▼▼▼

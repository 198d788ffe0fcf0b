//! Seedling request and release routes.

use axum::routing::get;
use axum::Router;

use crate::handlers::{releases, seedling_requests};
use crate::state::AppState;

/// ```text
/// GET    /seedling-requests         -> list_requests
/// POST   /seedling-requests         -> submit_request
/// GET    /seedling-requests/{id}    -> get_request
/// PATCH  /seedling-requests/{id}    -> review_request
/// GET    /releases                  -> list_releases
/// POST   /releases                  -> create_release
/// ```
pub fn router() -> Router<AppState> {
    Router::new()
        .route(
            "/seedling-requests",
            get(seedling_requests::list_requests).post(seedling_requests::submit_request),
        )
        .route(
            "/seedling-requests/{id}",
            get(seedling_requests::get_request).patch(seedling_requests::review_request),
        )
        .route(
            "/releases",
            get(releases::list_releases).post(releases::create_release),
        )
}
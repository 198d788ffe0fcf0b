//! Handler for `POST /auth/login`.
//!
//! Verifies credentials and returns the user without the password hash. No
//! session or token is issued.

use axum::extract::State;
use axum::response::IntoResponse;
use axum::Json;
use serde::Deserialize;

use smartseed_core::error::CoreError;
use smartseed_db::models::user::UserResponse;
use smartseed_db::repositories::UserRepo;

use crate::auth::password::verify_password;
use crate::error::{AppError, AppResult};
use crate::extract::AppJson;
use crate::response::DataResponse;
use crate::state::AppState;

const INVALID_CREDENTIALS: &str = "Invalid email or password";

#[derive(Debug, Deserialize)]
pub struct LoginRequest {
    pub email: Option<String>,
    pub password: Option<String>,
}

/// POST /api/v1/auth/login
pub async fn login(
    State(state): State<AppState>,
    AppJson(input): AppJson<LoginRequest>,
) -> AppResult<impl IntoResponse> {
    let (email, password) = match (input.email, input.password) {
        (Some(e), Some(p)) if !e.trim().is_empty() && !p.is_empty() => (e, p),
        _ => {
            return Err(
                CoreError::Validation("Email and password are required".into()).into(),
            )
        }
    };
    let email = email.trim().to_lowercase();

    let user = UserRepo::find_by_email(&state.pool, &email)
        .await?
        .ok_or_else(|| CoreError::Unauthorized(INVALID_CREDENTIALS.into()))?;

    if !user.is_active {
        tracing::warn!(user_id = user.id, "Login attempt on disabled account");
        return Err(CoreError::Forbidden("Account is disabled".into()).into());
    }

    let matches = verify_password(&password, &user.password_hash)
        .map_err(|e| AppError::InternalError(format!("Password verification error: {e}")))?;
    if !matches {
        tracing::info!(user_id = user.id, "Login failed: wrong password");
        return Err(CoreError::Unauthorized(INVALID_CREDENTIALS.into()).into());
    }

    tracing::info!(user_id = user.id, role = %user.role, "User logged in");

    Ok(Json(DataResponse {
        data: UserResponse::from(user),
    }))
}
//! Simulated SMS log model.

use serde::Serialize;
use smartseed_core::types::{DbId, Timestamp};
use sqlx::FromRow;

/// Status recorded for every simulated send.
pub const SMS_STATUS_SENT: &str = "sent";

/// A row from the `sms_messages` table.
#[derive(Debug, Clone, FromRow, Serialize)]
pub struct SmsMessage {
    pub id: DbId,
    pub to_number: String,
    pub message_text: String,
    pub status: String,
    pub attempt: i32,
    pub created_at: Timestamp,
}

#[derive(Debug, Clone)]
pub struct CreateSms {
    pub to_number: String,
    pub message_text: String,
    pub attempt: i32,
}
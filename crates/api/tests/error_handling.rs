//! `AppError` to HTTP response mapping, without a server.

use axum::http::StatusCode;
use axum::response::IntoResponse;
use http_body_util::BodyExt;
use smartseed_api::error::AppError;
use smartseed_core::error::CoreError;

async fn error_to_response(err: AppError) -> (StatusCode, serde_json::Value) {
    let response = err.into_response();
    let status = response.status();
    let bytes = response.into_body().collect().await.unwrap().to_bytes();
    let json: serde_json::Value = serde_json::from_slice(&bytes).unwrap();
    (status, json)
}

#[tokio::test]
async fn not_found_maps_to_404() {
    let (status, json) = error_to_response(AppError::Core(CoreError::NotFound {
        entity: "SeedlingRequest",
        id: 42,
    }))
    .await;
    assert_eq!(status, StatusCode::NOT_FOUND);
    assert_eq!(json["code"], "NOT_FOUND");
    assert_eq!(json["error"], "SeedlingRequest with id 42 not found");
}

#[tokio::test]
async fn not_found_by_key_maps_to_404() {
    let (status, json) = error_to_response(AppError::Core(CoreError::NotFoundByKey {
        entity: "Bed",
        key: "BED-X".into(),
    }))
    .await;
    assert_eq!(status, StatusCode::NOT_FOUND);
    assert_eq!(json["error"], "Bed 'BED-X' not found");
}

#[tokio::test]
async fn validation_maps_to_400() {
    let (status, json) =
        error_to_response(AppError::Core(CoreError::Validation("hectarage is required".into())))
            .await;
    assert_eq!(status, StatusCode::BAD_REQUEST);
    assert_eq!(json["code"], "VALIDATION_ERROR");
    assert_eq!(json["error"], "hectarage is required");
}

#[tokio::test]
async fn precondition_maps_to_400_with_own_code() {
    let (status, json) = error_to_response(AppError::Core(CoreError::Precondition(
        "Request must be approved before releasing".into(),
    )))
    .await;
    assert_eq!(status, StatusCode::BAD_REQUEST);
    assert_eq!(json["code"], "PRECONDITION_FAILED");
}

#[tokio::test]
async fn auth_errors_map_to_401_and_403() {
    let (status, _) =
        error_to_response(AppError::Core(CoreError::Unauthorized("nope".into()))).await;
    assert_eq!(status, StatusCode::UNAUTHORIZED);

    let (status, json) =
        error_to_response(AppError::Core(CoreError::Forbidden("disabled".into()))).await;
    assert_eq!(status, StatusCode::FORBIDDEN);
    assert_eq!(json["code"], "FORBIDDEN");
}

#[tokio::test]
async fn internal_errors_hide_details() {
    let (status, json) =
        error_to_response(AppError::InternalError("connection string leaked".into())).await;
    assert_eq!(status, StatusCode::INTERNAL_SERVER_ERROR);
    assert_eq!(json["error"], "An internal error occurred");
}

#[tokio::test]
async fn row_not_found_maps_to_404() {
    let (status, _) = error_to_response(AppError::Database(sqlx::Error::RowNotFound)).await;
    assert_eq!(status, StatusCode::NOT_FOUND);
}
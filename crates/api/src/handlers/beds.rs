//! Handlers for `/beds`.

use axum::extract::{Query, State};
use axum::http::StatusCode;
use axum::response::IntoResponse;
use axum::Json;
use chrono::{Datelike, Utc};
use serde::Deserialize;

use smartseed_core::beds::{default_qr_code, validate_capacity, validate_category};
use smartseed_core::error::CoreError;
use smartseed_core::types::DbId;
use smartseed_core::validation::{optional_text, require, require_text};
use smartseed_db::models::bed::{BedFilter, CreateBed};
use smartseed_db::repositories::{BedRepo, LocationRepo};

use crate::error::AppResult;
use crate::extract::AppJson;
use crate::query::BedListParams;
use crate::response::DataResponse;
use crate::state::AppState;

#[derive(Debug, Deserialize)]
pub struct CreateBedBody {
    pub bed_name: Option<String>,
    pub location_id: Option<DbId>,
    pub species_category: Option<String>,
    pub qr_code: Option<String>,
    pub in_charge: Option<DbId>,
    pub capacity: Option<i32>,
    pub notes: Option<String>,
}

/// GET /api/v1/beds?assigned_to=&qr_code=
pub async fn list_beds(
    State(state): State<AppState>,
    Query(params): Query<BedListParams>,
) -> AppResult<impl IntoResponse> {
    let filter = BedFilter {
        assigned_to: params.assigned_to,
        qr_code: optional_text(params.qr_code),
    };
    let beds = BedRepo::list(&state.pool, &filter).await?;
    Ok(Json(DataResponse { data: beds }))
}

/// POST /api/v1/beds
///
/// A bed without a QR code gets `BED-<NAME>-QR<year>`.
pub async fn create_bed(
    State(state): State<AppState>,
    AppJson(body): AppJson<CreateBedBody>,
) -> AppResult<impl IntoResponse> {
    let bed_name = require_text(body.bed_name, "bed_name")?;
    let location_id = require(body.location_id, "location_id")?;
    let species_category = require_text(body.species_category, "species_category")?;
    validate_category(&species_category)?;
    validate_capacity(body.capacity)?;

    LocationRepo::find_by_id(&state.pool, location_id)
        .await?
        .ok_or(CoreError::NotFound {
            entity: "Location",
            id: location_id,
        })?;

    let qr_code = optional_text(body.qr_code)
        .unwrap_or_else(|| default_qr_code(&bed_name, Utc::now().year()));

    let input = CreateBed {
        location_id,
        bed_name,
        species_category,
        qr_code,
        in_charge: body.in_charge,
        capacity: body.capacity,
        notes: optional_text(body.notes),
    };
    let bed = BedRepo::create(&state.pool, &input).await?;

    tracing::info!(bed_id = bed.id, location_id, qr_code = %bed.qr_code, "Bed created");

    Ok((StatusCode::CREATED, Json(DataResponse { data: bed })))
}
//! Repository for the `locations` table.

use smartseed_core::types::DbId;
use sqlx::PgPool;

use crate::models::location::{CreateLocation, Location};

const COLUMNS: &str = "id, location_name, description, created_at, updated_at";

pub struct LocationRepo;

impl LocationRepo {
    /// Insert a location. A duplicate name violates `uq_locations_name`.
    pub async fn create(pool: &PgPool, input: &CreateLocation) -> Result<Location, sqlx::Error> {
        let query = format!(
            "INSERT INTO locations (location_name, description)
             VALUES ($1, $2)
             RETURNING {COLUMNS}"
        );
        sqlx::query_as::<_, Location>(&query)
            .bind(&input.location_name)
            .bind(&input.description)
            .fetch_one(pool)
            .await
    }

    pub async fn find_by_id(pool: &PgPool, id: DbId) -> Result<Option<Location>, sqlx::Error> {
        let query = format!("SELECT {COLUMNS} FROM locations WHERE id = $1");
        sqlx::query_as::<_, Location>(&query)
            .bind(id)
            .fetch_optional(pool)
            .await
    }

    /// List all locations ordered by name.
    pub async fn list(pool: &PgPool) -> Result<Vec<Location>, sqlx::Error> {
        let query = format!("SELECT {COLUMNS} FROM locations ORDER BY location_name ASC");
        sqlx::query_as::<_, Location>(&query).fetch_all(pool).await
    }
}
//! Seedling request models.

use serde::Serialize;
use smartseed_core::types::{Date, DbId, Timestamp};
use sqlx::FromRow;

use crate::models::beneficiary::CreateBeneficiary;

/// A row from the `seedling_requests` table.
#[derive(Debug, Clone, FromRow, Serialize)]
pub struct SeedlingRequest {
    pub id: DbId,
    pub request_code: Option<String>,
    pub beneficiary_id: DbId,
    pub planting_site_address: String,
    pub hectarage: f64,
    pub total_quantity: i32,
    pub status: String,
    pub review_notes: Option<String>,
    pub scheduled_release_date: Option<Date>,
    pub submitted_by: Option<DbId>,
    pub date_submitted: Timestamp,
    pub created_at: Timestamp,
    pub updated_at: Timestamp,
}

/// A requested species line (`request_species`).
#[derive(Debug, Clone, FromRow, Serialize)]
pub struct RequestSpecies {
    pub request_id: DbId,
    pub species_name: String,
    pub quantity: i32,
}

/// A request joined with its beneficiary's contact details and species list.
#[derive(Debug, Clone, FromRow, Serialize)]
pub struct SeedlingRequestDetail {
    #[sqlx(flatten)]
    #[serde(flatten)]
    pub request: SeedlingRequest,
    pub beneficiary_name: Option<String>,
    pub contact_number: Option<String>,
    pub email: Option<String>,
    pub address: Option<String>,
    #[sqlx(skip)]
    pub species: Vec<RequestSpecies>,
}

/// One species line of a new request.
#[derive(Debug, Clone)]
pub struct NewSpecies {
    pub species_name: String,
    pub quantity: i32,
}

/// DTO for submitting a request together with a new beneficiary.
///
/// `total_quantity` has already been summed from `species`.
#[derive(Debug, Clone)]
pub struct CreateSeedlingRequest {
    pub beneficiary: CreateBeneficiary,
    pub planting_site_address: String,
    pub hectarage: f64,
    pub total_quantity: i32,
    pub submitted_by: Option<DbId>,
    pub species: Vec<NewSpecies>,
}

/// DTO for applying a review decision.
#[derive(Debug, Clone)]
pub struct ReviewSeedlingRequest {
    pub status: &'static str,
    pub review_notes: Option<String>,
    pub scheduled_release_date: Option<Date>,
    /// When false the stored date is left alone; when true it is
    /// overwritten, with `None` clearing it.
    pub apply_release_date: bool,
}
//! Nursery inventory routes: locations, beds and wildling batches.

use axum::routing::get;
use axum::Router;

use crate::handlers::{batches, beds, locations};
use crate::state::AppState;

/// ```text
/// GET    /locations    -> list_locations
/// POST   /locations    -> create_location
/// GET    /beds         -> list_beds (?assigned_to, ?qr_code)
/// POST   /beds         -> create_bed
/// GET    /batches      -> list_batches
/// POST   /batches      -> create_batch
/// ```
pub fn router() -> Router<AppState> {
    Router::new()
        .route(
            "/locations",
            get(locations::list_locations).post(locations::create_location),
        )
        .route("/beds", get(beds::list_beds).post(beds::create_bed))
        .route(
            "/batches",
            get(batches::list_batches).post(batches::create_batch),
        )
}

▲▲▲

◆ What you have to do
Please show every line of the entries above that contains the word "table".

◆ Answer area
/// A row from the `sms_messages` table.
//! Repository for the `locations` table.
/// A row from the `seedling_requests` table.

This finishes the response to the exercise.